See, America has perfected the art of self-hatred. Would anything else explain the cosmetic industry, gay politicians passing anti-LGBTQ legislation, or even the death rate in Chicago for people under 30? New York mayor Eric Adams has tried in unloading on drill music, music that very specifically addresses each and every aspect of both this self-hatred and Black dysfunction, in song after song, but he’s wide of the mark in blaming the puppets and not the puppet makers who may or may not also be the puppet masters.
But this appetite to laugh the hardest at that which hurts us the most, confuses me. Dave Chappelle left his show because he got the sense that one of the crew laughed at his joke about a Black pixie in Black Face that would try to get Black people to act in stereotypically Black ways, for the wrong reasons.
But laughter is generally involuntary, besides which, what were the right reasons? So I cop to Bad Brains on this one from their song “I And I Survive”: my living it ain’t very funny.
And, in the end I still defend my take on racism that got me invited and then disinvited by The Root but with a proviso. Satan may not exist but, after all of the bodies are tallied, this hardly matters right? Our belief is all we need to act for or against.
So what I’m going to choose to believe? That us loving us, as we are and in the presence of the machinery that would have us do anything but, is the highest order of the day.
And if you read this far I’d just like to say “thank you. Now I know I’m not crazy.”

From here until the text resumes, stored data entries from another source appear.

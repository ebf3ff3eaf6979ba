//! Timestamped JSON snapshots of a run, for later analysis.

use crate::catalog::Selection;
use crate::market::Wear;
use crate::ranking::Report;
use anyhow::{Context, Result};
use chrono::{DateTime, Local};
use serde::Serialize;
use std::path::{Path, PathBuf};
use tracing::info;

#[derive(Debug, Clone, PartialEq, Serialize)]
pub struct SnapshotFilters {
    pub wear: String,
    pub stattrak: String,
}

#[derive(Debug, Clone, PartialEq, Serialize)]
pub struct SnapshotItem {
    pub name: String,
    pub base_name: String,
    pub wear: Option<Wear>,
    pub stattrak: bool,
    pub price: String,
    pub price_numeric: Option<f64>,
    pub listings: u64,
}

/// One saved run.
#[derive(Debug, Clone, Serialize)]
pub struct Snapshot {
    #[serde(skip)]
    pub taken_at: DateTime<Local>,
    pub timestamp: String,
    pub source: String,
    pub filters: SnapshotFilters,
    pub total_listings: u64,
    pub total_items: usize,
    pub items: Vec<SnapshotItem>,
}

impl Snapshot {
    /// Builds a snapshot of `report` taken at `taken_at`.
    pub fn new(report: &Report, selection: &Selection, taken_at: DateTime<Local>) -> Self {
        let items = report
            .results
            .iter()
            .map(|r| SnapshotItem {
                name: r.name.clone(),
                base_name: r.base_name(),
                wear: r.wear(),
                stattrak: r.is_stattrak(),
                price: r.quote.to_string(),
                price_numeric: r.price(),
                listings: r.listings.count_or_zero(),
            })
            .collect();

        Self {
            taken_at,
            timestamp: taken_at.format("%Y-%m-%dT%H:%M:%S").to_string(),
            source: report.source.clone(),
            filters: SnapshotFilters {
                wear: selection.wear.to_string(),
                stattrak: selection.stattrak.to_string(),
            },
            total_listings: report.total_listings(),
            total_items: report.total_items(),
            items,
        }
    }

    /// File name such as `steam_market_data_20251024_143000.json`.
    pub fn file_name(&self) -> String {
        format!("{}_market_data_{}.json", self.source, self.taken_at.format("%Y%m%d_%H%M%S"))
    }

    /// Writes the snapshot as pretty JSON into `dir`, creating it if needed.
    pub fn write(&self, dir: impl AsRef<Path>) -> Result<PathBuf> {
        let dir = dir.as_ref();
        std::fs::create_dir_all(dir)
            .with_context(|| format!("Failed to create data directory: {}", dir.display()))?;

        let path = dir.join(self.file_name());
        let json = serde_json::to_string_pretty(self).context("Failed to serialize snapshot")?;
        std::fs::write(&path, json)
            .with_context(|| format!("Failed to write snapshot: {}", path.display()))?;

        info!("Saved snapshot with {} items to {}", self.total_items, path.display());
        Ok(path)
    }
}

/// Saves a snapshot of `report` taken now and returns its path.
pub fn save(report: &Report, selection: &Selection, dir: impl AsRef<Path>) -> Result<PathBuf> {
    Snapshot::new(report, selection, Local::now()).write(dir)
}

#[cfg(test)]
mod tests {
    use super::*;
    use crate::market::{ItemResult, Listings, MarketQuote, StatTrakMode, WearSelection};
    use crate::price::PriceNormalizer;
    use chrono::TimeZone;
    use tempfile::TempDir;

    fn make_report() -> Report {
        let normalizer = PriceNormalizer::default();
        Report::new(
            "steam",
            vec![
                ItemResult::new(
                    "StatTrak™ AK-47 | Asiimov (Field-Tested)",
                    MarketQuote::new(Some("123,45€".into()), Listings::Count(42)),
                    &normalizer,
                ),
                ItemResult::new("★ Karambit | Fade", MarketQuote::unknown(), &normalizer),
            ],
            10,
        )
    }

    fn taken_at() -> DateTime<Local> {
        Local.with_ymd_and_hms(2025, 10, 24, 14, 30, 0).unwrap()
    }

    #[test]
    fn test_snapshot_fields() {
        let selection = Selection::new(WearSelection::All, StatTrakMode::Both);
        let snapshot = Snapshot::new(&make_report(), &selection, taken_at());

        assert_eq!(snapshot.timestamp, "2025-10-24T14:30:00");
        assert_eq!(snapshot.file_name(), "steam_market_data_20251024_143000.json");
        assert_eq!(snapshot.filters, SnapshotFilters { wear: "all".into(), stattrak: "both".into() });
        assert_eq!(snapshot.total_listings, 42);
        assert_eq!(snapshot.total_items, 2);

        let first = &snapshot.items[0];
        assert_eq!(first.base_name, "AK-47 | Asiimov");
        assert_eq!(first.wear, Some(Wear::FieldTested));
        assert!(first.stattrak);
        assert_eq!(first.price, "123,45€");
        assert_eq!(first.price_numeric, Some(123.45));
        assert_eq!(first.listings, 42);

        let second = &snapshot.items[1];
        assert_eq!(second.wear, None);
        assert!(!second.stattrak);
        assert_eq!(second.price, "N/A");
        assert_eq!(second.price_numeric, None);
        assert_eq!(second.listings, 0);
    }

    #[test]
    fn test_snapshot_write() {
        let dir = TempDir::new().unwrap();
        let data_dir = dir.path().join("market_data");
        let selection = Selection::default();

        let path = Snapshot::new(&make_report(), &selection, taken_at()).write(&data_dir).unwrap();
        assert_eq!(path, data_dir.join("steam_market_data_20251024_143000.json"));

        let content = std::fs::read_to_string(&path).unwrap();
        assert!(content.contains("StatTrak™ AK-47 | Asiimov (Field-Tested)"));

        let value: serde_json::Value = serde_json::from_str(&content).unwrap();
        assert_eq!(value["source"], "steam");
        assert_eq!(value["filters"]["wear"], "Field-Tested");
        assert_eq!(value["filters"]["stattrak"], "no");
        assert_eq!(value["items"][0]["wear"], "Field-Tested");
        assert_eq!(value["items"][1]["price_numeric"], serde_json::Value::Null);
        assert!(value.get("taken_at").is_none());
    }

    #[test]
    fn test_save_uses_current_time() {
        let dir = TempDir::new().unwrap();
        let path = save(&make_report(), &Selection::default(), dir.path()).unwrap();

        let file_name = path.file_name().unwrap().to_string_lossy().to_string();
        assert!(file_name.starts_with("steam_market_data_"));
        assert!(file_name.ends_with(".json"));
    }
}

Bruh. You know what's most impressive about this piece? That you were able to write paragraphs about it. It's so complex to me that I either don't talk about it, or once I start, I can't stop and then I realize it's gone everywhere and nowhere at the same time. At that's when the only sensible guidance is that each individual should focus on the quality they bring to their immediate personal connections.
Maybe the fact that, in contrast to the 60s/70s, we can't even *pretend* to broad-brush the African American culture, experience, challenges, and direction is progress.